About this exercise =
All that is needed is each line of the entries holding the word "filename", copied as it stands.

Data for this exercise =
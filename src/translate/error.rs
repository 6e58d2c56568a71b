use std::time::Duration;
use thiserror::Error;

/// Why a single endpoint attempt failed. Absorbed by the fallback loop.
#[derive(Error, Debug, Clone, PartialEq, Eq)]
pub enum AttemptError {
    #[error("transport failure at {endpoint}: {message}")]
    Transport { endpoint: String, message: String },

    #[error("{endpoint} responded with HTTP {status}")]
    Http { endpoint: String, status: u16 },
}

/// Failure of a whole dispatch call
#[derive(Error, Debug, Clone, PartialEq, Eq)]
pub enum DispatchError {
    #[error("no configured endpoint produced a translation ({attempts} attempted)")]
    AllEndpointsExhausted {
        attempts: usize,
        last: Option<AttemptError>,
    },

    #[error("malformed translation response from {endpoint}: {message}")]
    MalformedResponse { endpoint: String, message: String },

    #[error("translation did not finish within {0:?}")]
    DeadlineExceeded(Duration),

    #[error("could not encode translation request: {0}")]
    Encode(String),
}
...
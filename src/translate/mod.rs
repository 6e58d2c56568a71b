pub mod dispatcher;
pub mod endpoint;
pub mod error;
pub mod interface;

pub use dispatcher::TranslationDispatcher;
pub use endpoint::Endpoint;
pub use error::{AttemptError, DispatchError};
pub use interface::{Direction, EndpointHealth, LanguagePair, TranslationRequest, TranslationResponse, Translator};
---
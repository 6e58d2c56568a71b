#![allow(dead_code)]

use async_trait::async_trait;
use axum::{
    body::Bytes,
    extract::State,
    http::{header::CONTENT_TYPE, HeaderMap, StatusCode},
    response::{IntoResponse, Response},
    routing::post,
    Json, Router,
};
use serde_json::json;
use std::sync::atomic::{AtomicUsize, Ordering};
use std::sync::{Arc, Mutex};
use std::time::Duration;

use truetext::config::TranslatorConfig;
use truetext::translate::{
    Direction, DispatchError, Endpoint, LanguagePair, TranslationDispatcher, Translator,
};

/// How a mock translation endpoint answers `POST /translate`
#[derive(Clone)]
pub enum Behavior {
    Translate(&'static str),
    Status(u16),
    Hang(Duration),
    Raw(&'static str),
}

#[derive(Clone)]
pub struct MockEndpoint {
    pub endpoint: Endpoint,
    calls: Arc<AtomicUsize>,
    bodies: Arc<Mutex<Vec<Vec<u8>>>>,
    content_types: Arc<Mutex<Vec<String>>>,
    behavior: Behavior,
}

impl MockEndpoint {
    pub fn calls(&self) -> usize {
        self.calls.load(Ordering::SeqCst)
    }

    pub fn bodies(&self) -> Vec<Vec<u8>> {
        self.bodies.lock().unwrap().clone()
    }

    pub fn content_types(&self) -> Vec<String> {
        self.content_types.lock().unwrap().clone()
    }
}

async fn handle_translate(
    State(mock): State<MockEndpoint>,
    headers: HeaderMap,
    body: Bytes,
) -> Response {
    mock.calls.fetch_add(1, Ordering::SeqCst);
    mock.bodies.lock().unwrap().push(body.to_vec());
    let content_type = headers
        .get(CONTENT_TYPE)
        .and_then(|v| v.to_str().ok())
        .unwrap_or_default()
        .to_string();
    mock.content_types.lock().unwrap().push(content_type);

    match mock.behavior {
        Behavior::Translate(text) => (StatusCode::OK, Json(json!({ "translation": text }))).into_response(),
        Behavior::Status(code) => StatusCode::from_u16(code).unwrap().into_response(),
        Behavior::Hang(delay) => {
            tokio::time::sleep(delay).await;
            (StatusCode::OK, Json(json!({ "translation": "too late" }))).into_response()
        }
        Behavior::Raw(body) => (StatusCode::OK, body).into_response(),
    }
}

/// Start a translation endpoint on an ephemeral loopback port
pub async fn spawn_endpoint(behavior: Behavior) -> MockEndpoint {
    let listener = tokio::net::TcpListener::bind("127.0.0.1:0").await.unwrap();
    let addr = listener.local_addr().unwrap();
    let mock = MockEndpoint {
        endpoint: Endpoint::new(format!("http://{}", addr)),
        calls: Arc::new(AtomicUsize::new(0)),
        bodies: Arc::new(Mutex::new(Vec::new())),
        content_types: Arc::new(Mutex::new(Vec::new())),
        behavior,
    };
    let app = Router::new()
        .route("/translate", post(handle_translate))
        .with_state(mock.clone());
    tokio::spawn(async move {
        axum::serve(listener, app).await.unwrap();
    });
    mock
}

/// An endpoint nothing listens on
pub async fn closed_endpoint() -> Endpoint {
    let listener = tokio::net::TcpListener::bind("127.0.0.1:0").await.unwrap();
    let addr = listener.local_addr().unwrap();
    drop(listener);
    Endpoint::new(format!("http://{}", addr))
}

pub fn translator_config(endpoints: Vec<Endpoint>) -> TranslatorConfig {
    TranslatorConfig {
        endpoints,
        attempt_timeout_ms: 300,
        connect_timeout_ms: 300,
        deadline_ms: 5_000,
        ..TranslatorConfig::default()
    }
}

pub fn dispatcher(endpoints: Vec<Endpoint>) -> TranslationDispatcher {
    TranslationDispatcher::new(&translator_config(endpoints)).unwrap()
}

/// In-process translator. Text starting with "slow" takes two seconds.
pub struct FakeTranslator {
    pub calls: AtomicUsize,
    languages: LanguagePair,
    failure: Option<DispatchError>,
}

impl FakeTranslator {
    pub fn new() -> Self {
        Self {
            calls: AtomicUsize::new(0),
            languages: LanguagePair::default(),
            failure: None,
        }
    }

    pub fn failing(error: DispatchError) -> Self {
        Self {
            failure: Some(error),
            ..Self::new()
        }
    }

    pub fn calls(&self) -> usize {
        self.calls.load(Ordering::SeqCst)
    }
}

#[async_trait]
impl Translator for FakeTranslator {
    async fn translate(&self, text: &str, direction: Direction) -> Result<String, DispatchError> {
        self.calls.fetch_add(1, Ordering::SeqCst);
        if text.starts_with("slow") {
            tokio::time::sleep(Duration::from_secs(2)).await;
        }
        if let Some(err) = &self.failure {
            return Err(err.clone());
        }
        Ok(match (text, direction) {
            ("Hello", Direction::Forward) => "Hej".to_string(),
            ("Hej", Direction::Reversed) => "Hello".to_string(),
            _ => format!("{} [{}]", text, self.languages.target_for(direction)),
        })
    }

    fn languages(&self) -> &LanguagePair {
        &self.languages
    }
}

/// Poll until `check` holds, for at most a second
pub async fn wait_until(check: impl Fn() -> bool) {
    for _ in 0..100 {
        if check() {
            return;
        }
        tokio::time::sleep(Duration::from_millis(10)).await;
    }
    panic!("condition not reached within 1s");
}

Result for this exercise =
filename src/translate/error.rs
filename src/translate/mod.rs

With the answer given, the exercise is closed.